[[ EXCERPTED RECORDS open ]]

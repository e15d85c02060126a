//! wgpu renderer drawing every batch as instanced meshes.

use std::sync::Arc;

use log::{debug, info};
use wgpu::util::DeviceExt;
use winit::window::Window;

use crate::batch::Batch;
use crate::camera::Camera;
use crate::compositor::InstanceTransform;
use crate::error::ViewerError;
use crate::mesh::{Mesh, MeshVertex};
use crate::scene::Scene;
use crate::shader::{Uniforms, INSTANCED_SHADER};

const DEPTH_FORMAT: wgpu::TextureFormat = wgpu::TextureFormat::Depth32Float;

/// #050505
const BACKGROUND: wgpu::Color = wgpu::Color {
    r: 0.0196,
    g: 0.0196,
    b: 0.0196,
    a: 1.0,
};

const MESH_ATTRIBUTES: [wgpu::VertexAttribute; 2] =
    wgpu::vertex_attr_array![0 => Float32x3, 1 => Float32x3];
// Matches the field order of InstanceTransform
const TRANSFORM_ATTRIBUTES: [wgpu::VertexAttribute; 3] =
    wgpu::vertex_attr_array![2 => Float32x3, 3 => Float32, 4 => Float32x3];
const COLOR_ATTRIBUTES: [wgpu::VertexAttribute; 1] = wgpu::vertex_attr_array![5 => Float32x4];

/// GPU buffers for one mesh drawn many times.
struct InstancedMesh {
    vertex_buffer: wgpu::Buffer,
    index_buffer: wgpu::Buffer,
    index_count: u32,
    transform_buffer: wgpu::Buffer,
    color_buffer: wgpu::Buffer,
    instance_count: u32,
}

impl InstancedMesh {
    fn new(
        device: &wgpu::Device,
        label: &str,
        mesh: &Mesh,
        transforms: &[InstanceTransform],
        colors: &[[f32; 4]],
    ) -> Self {
        let vertex_buffer = device.create_buffer_init(&wgpu::util::BufferInitDescriptor {
            label: Some(&format!("{label} Vertices")),
            contents: bytemuck::cast_slice(&mesh.vertices),
            usage: wgpu::BufferUsages::VERTEX,
        });
        let index_buffer = device.create_buffer_init(&wgpu::util::BufferInitDescriptor {
            label: Some(&format!("{label} Indices")),
            contents: bytemuck::cast_slice(&mesh.indices),
            usage: wgpu::BufferUsages::INDEX,
        });
        let transform_buffer = device.create_buffer_init(&wgpu::util::BufferInitDescriptor {
            label: Some(&format!("{label} Transforms")),
            contents: bytemuck::cast_slice(transforms),
            usage: wgpu::BufferUsages::VERTEX | wgpu::BufferUsages::COPY_DST,
        });
        let color_buffer = device.create_buffer_init(&wgpu::util::BufferInitDescriptor {
            label: Some(&format!("{label} Colors")),
            contents: bytemuck::cast_slice(colors),
            usage: wgpu::BufferUsages::VERTEX | wgpu::BufferUsages::COPY_DST,
        });

        Self {
            vertex_buffer,
            index_buffer,
            index_count: mesh.indices.len() as u32,
            transform_buffer,
            color_buffer,
            instance_count: transforms.len() as u32,
        }
    }

    fn draw(&self, pass: &mut wgpu::RenderPass<'_>) {
        pass.set_vertex_buffer(0, self.vertex_buffer.slice(..));
        pass.set_vertex_buffer(1, self.transform_buffer.slice(..));
        pass.set_vertex_buffer(2, self.color_buffer.slice(..));
        pass.set_index_buffer(self.index_buffer.slice(..), wgpu::IndexFormat::Uint16);
        pass.draw_indexed(0..self.index_count, 0, 0..self.instance_count);
    }
}

pub struct GpuState {
    surface: wgpu::Surface<'static>,
    device: wgpu::Device,
    queue: wgpu::Queue,
    pub config: wgpu::SurfaceConfiguration,
    render_pipeline: wgpu::RenderPipeline,
    uniform_buffer: wgpu::Buffer,
    uniform_bind_group: wgpu::BindGroup,
    depth_texture: wgpu::TextureView,
    batches: Vec<InstancedMesh>,
    star: Option<InstancedMesh>,
    pub camera: Camera,
}

impl GpuState {
    pub async fn new(window: Arc<Window>, scene: &mut Scene) -> Result<Self, ViewerError> {
        let size = window.inner_size();

        let instance = wgpu::Instance::new(&wgpu::InstanceDescriptor {
            backends: wgpu::Backends::PRIMARY,
            ..Default::default()
        });

        let surface = instance.create_surface(window)?;

        let adapter = instance
            .request_adapter(&wgpu::RequestAdapterOptions {
                power_preference: wgpu::PowerPreference::HighPerformance,
                compatible_surface: Some(&surface),
                force_fallback_adapter: false,
            })
            .await?;
        info!("using adapter {}", adapter.get_info().name);

        let (device, queue) = adapter
            .request_device(&wgpu::DeviceDescriptor {
                label: Some("Device"),
                required_features: wgpu::Features::empty(),
                required_limits: wgpu::Limits::default(),
                memory_hints: Default::default(),
                trace: Default::default(),
                experimental_features: Default::default(),
            })
            .await?;

        let surface_caps = surface.get_capabilities(&adapter);
        let surface_format = surface_caps
            .formats
            .iter()
            .find(|f| f.is_srgb())
            .or_else(|| surface_caps.formats.first())
            .copied()
            .ok_or(ViewerError::UnsupportedSurface)?;
        let alpha_mode = surface_caps
            .alpha_modes
            .first()
            .copied()
            .unwrap_or(wgpu::CompositeAlphaMode::Auto);

        let config = wgpu::SurfaceConfiguration {
            usage: wgpu::TextureUsages::RENDER_ATTACHMENT,
            format: surface_format,
            width: size.width.max(1),
            height: size.height.max(1),
            present_mode: wgpu::PresentMode::AutoVsync,
            alpha_mode,
            view_formats: vec![],
            desired_maximum_frame_latency: 2,
        };
        surface.configure(&device, &config);

        let depth_texture = create_depth_texture(&device, &config);

        let camera = Camera::new();
        let uniforms = Uniforms::new(&camera, config.width as f32 / config.height as f32);
        let uniform_buffer = device.create_buffer_init(&wgpu::util::BufferInitDescriptor {
            label: Some("Uniform Buffer"),
            contents: bytemuck::bytes_of(&uniforms),
            usage: wgpu::BufferUsages::UNIFORM | wgpu::BufferUsages::COPY_DST,
        });

        let uniform_bind_group_layout =
            device.create_bind_group_layout(&wgpu::BindGroupLayoutDescriptor {
                label: Some("Uniform Bind Group Layout"),
                entries: &[wgpu::BindGroupLayoutEntry {
                    binding: 0,
                    visibility: wgpu::ShaderStages::VERTEX_FRAGMENT,
                    ty: wgpu::BindingType::Buffer {
                        ty: wgpu::BufferBindingType::Uniform,
                        has_dynamic_offset: false,
                        min_binding_size: None,
                    },
                    count: None,
                }],
            });

        let uniform_bind_group = device.create_bind_group(&wgpu::BindGroupDescriptor {
            label: Some("Uniform Bind Group"),
            layout: &uniform_bind_group_layout,
            entries: &[wgpu::BindGroupEntry {
                binding: 0,
                resource: uniform_buffer.as_entire_binding(),
            }],
        });

        let render_shader = device.create_shader_module(wgpu::ShaderModuleDescriptor {
            label: Some("Instanced Shader"),
            source: wgpu::ShaderSource::Wgsl(INSTANCED_SHADER.into()),
        });

        let render_pipeline_layout =
            device.create_pipeline_layout(&wgpu::PipelineLayoutDescriptor {
                label: Some("Render Pipeline Layout"),
                bind_group_layouts: &[&uniform_bind_group_layout],
                push_constant_ranges: &[],
            });

        let render_pipeline = device.create_render_pipeline(&wgpu::RenderPipelineDescriptor {
            label: Some("Render Pipeline"),
            layout: Some(&render_pipeline_layout),
            vertex: wgpu::VertexState {
                module: &render_shader,
                entry_point: Some("vs_main"),
                buffers: &[
                    wgpu::VertexBufferLayout {
                        array_stride: std::mem::size_of::<MeshVertex>() as wgpu::BufferAddress,
                        step_mode: wgpu::VertexStepMode::Vertex,
                        attributes: &MESH_ATTRIBUTES,
                    },
                    wgpu::VertexBufferLayout {
                        array_stride: std::mem::size_of::<InstanceTransform>()
                            as wgpu::BufferAddress,
                        step_mode: wgpu::VertexStepMode::Instance,
                        attributes: &TRANSFORM_ATTRIBUTES,
                    },
                    wgpu::VertexBufferLayout {
                        array_stride: std::mem::size_of::<[f32; 4]>() as wgpu::BufferAddress,
                        step_mode: wgpu::VertexStepMode::Instance,
                        attributes: &COLOR_ATTRIBUTES,
                    },
                ],
                compilation_options: Default::default(),
            },
            fragment: Some(wgpu::FragmentState {
                module: &render_shader,
                entry_point: Some("fs_main"),
                targets: &[Some(wgpu::ColorTargetState {
                    format: config.format,
                    blend: Some(wgpu::BlendState::REPLACE),
                    write_mask: wgpu::ColorWrites::ALL,
                })],
                compilation_options: Default::default(),
            }),
            primitive: wgpu::PrimitiveState {
                topology: wgpu::PrimitiveTopology::TriangleList,
                strip_index_format: None,
                front_face: wgpu::FrontFace::Ccw,
                cull_mode: Some(wgpu::Face::Back),
                polygon_mode: wgpu::PolygonMode::Fill,
                unclipped_depth: false,
                conservative: false,
            },
            depth_stencil: Some(wgpu::DepthStencilState {
                format: DEPTH_FORMAT,
                depth_write_enabled: true,
                depth_compare: wgpu::CompareFunction::Less,
                stencil: wgpu::StencilState::default(),
                bias: wgpu::DepthBiasState::default(),
            }),
            multisample: wgpu::MultisampleState::default(),
            multiview: None,
            cache: None,
        });

        let batches = scene
            .batches_mut()
            .iter_mut()
            .map(|batch| upload_batch(&device, batch))
            .collect();

        let star = scene.star().map(|star| {
            InstancedMesh::new(
                &device,
                "Star",
                &Mesh::star(),
                &[star.transform()],
                &[star.color()],
            )
        });

        Ok(Self {
            surface,
            device,
            queue,
            config,
            render_pipeline,
            uniform_buffer,
            uniform_bind_group,
            depth_texture,
            batches,
            star,
            camera,
        })
    }

    pub fn resize(&mut self, new_size: winit::dpi::PhysicalSize<u32>) {
        if new_size.width > 0 && new_size.height > 0 {
            self.config.width = new_size.width;
            self.config.height = new_size.height;
            self.surface.configure(&self.device, &self.config);
            self.depth_texture = create_depth_texture(&self.device, &self.config);
        }
    }

    /// Upload whatever the scene wrote since the last sync.
    pub fn sync(&mut self, scene: &mut Scene) {
        for (gpu, batch) in self.batches.iter_mut().zip(scene.batches_mut()) {
            if batch.len() as u32 != gpu.instance_count {
                // Rebuilt with a new count
                *gpu = upload_batch(&self.device, batch);
                continue;
            }
            let buffer = batch.buffer_mut();
            if let Some(transforms) = buffer.take_dirty() {
                self.queue
                    .write_buffer(&gpu.transform_buffer, 0, bytemuck::cast_slice(transforms));
            }
            if let Some(colors) = buffer.take_colors() {
                self.queue
                    .write_buffer(&gpu.color_buffer, 0, bytemuck::cast_slice(colors));
            }
        }

        if let (Some(gpu), Some(star)) = (&self.star, scene.star()) {
            self.queue.write_buffer(
                &gpu.transform_buffer,
                0,
                bytemuck::bytes_of(&star.transform()),
            );
        }
    }

    fn update_uniforms(&mut self) {
        let aspect = self.config.width as f32 / self.config.height as f32;
        let uniforms = Uniforms::new(&self.camera, aspect);
        self.queue
            .write_buffer(&self.uniform_buffer, 0, bytemuck::bytes_of(&uniforms));
    }

    pub fn render(&mut self) -> Result<(), wgpu::SurfaceError> {
        self.update_uniforms();

        let output = self.surface.get_current_texture()?;
        let view = output
            .texture
            .create_view(&wgpu::TextureViewDescriptor::default());

        let mut encoder = self
            .device
            .create_command_encoder(&wgpu::CommandEncoderDescriptor {
                label: Some("Render Encoder"),
            });

        {
            let mut render_pass = encoder.begin_render_pass(&wgpu::RenderPassDescriptor {
                label: Some("Render Pass"),
                color_attachments: &[Some(wgpu::RenderPassColorAttachment {
                    view: &view,
                    resolve_target: None,
                    depth_slice: None,
                    ops: wgpu::Operations {
                        load: wgpu::LoadOp::Clear(BACKGROUND),
                        store: wgpu::StoreOp::Store,
                    },
                })],
                depth_stencil_attachment: Some(wgpu::RenderPassDepthStencilAttachment {
                    view: &self.depth_texture,
                    depth_ops: Some(wgpu::Operations {
                        load: wgpu::LoadOp::Clear(1.0),
                        store: wgpu::StoreOp::Store,
                    }),
                    stencil_ops: None,
                }),
                timestamp_writes: None,
                occlusion_query_set: None,
            });

            render_pass.set_pipeline(&self.render_pipeline);
            render_pass.set_bind_group(0, &self.uniform_bind_group, &[]);
            for batch in &self.batches {
                batch.draw(&mut render_pass);
            }
            if let Some(star) = &self.star {
                star.draw(&mut render_pass);
            }
        }

        self.queue.submit(std::iter::once(encoder.finish()));
        output.present();

        Ok(())
    }
}

/// Create GPU buffers for a batch and mark its contents as uploaded.
fn upload_batch(device: &wgpu::Device, batch: &mut Batch) -> InstancedMesh {
    let mesh = Mesh::for_role(batch.role());
    let name = batch.name().to_string();
    let buffer = batch.buffer_mut();
    let gpu = InstancedMesh::new(device, &name, &mesh, buffer.transforms(), buffer.colors());
    buffer.take_dirty();
    buffer.take_colors();
    debug!("uploaded batch '{}' ({} instances)", name, gpu.instance_count);
    gpu
}

fn create_depth_texture(
    device: &wgpu::Device,
    config: &wgpu::SurfaceConfiguration,
) -> wgpu::TextureView {
    let texture = device.create_texture(&wgpu::TextureDescriptor {
        label: Some("Depth Texture"),
        size: wgpu::Extent3d {
            width: config.width,
            height: config.height,
            depth_or_array_layers: 1,
        },
        mip_level_count: 1,
        sample_count: 1,
        dimension: wgpu::TextureDimension::D2,
        format: DEPTH_FORMAT,
        usage: wgpu::TextureUsages::RENDER_ATTACHMENT,
        view_formats: &[],
    });
    texture.create_view(&wgpu::TextureViewDescriptor::default())
}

[[ EXCERPTED RECORDS closed ]]

- _HOW TO COMPLETE THIS TASK_
Search the records above for the string "MeshVertex". Copy every line that contains it.

- _TASK SOLUTION_
use crate::mesh::{Mesh, MeshVertex};
                        array_stride: std::mem::size_of::<MeshVertex>() as wgpu::BufferAddress,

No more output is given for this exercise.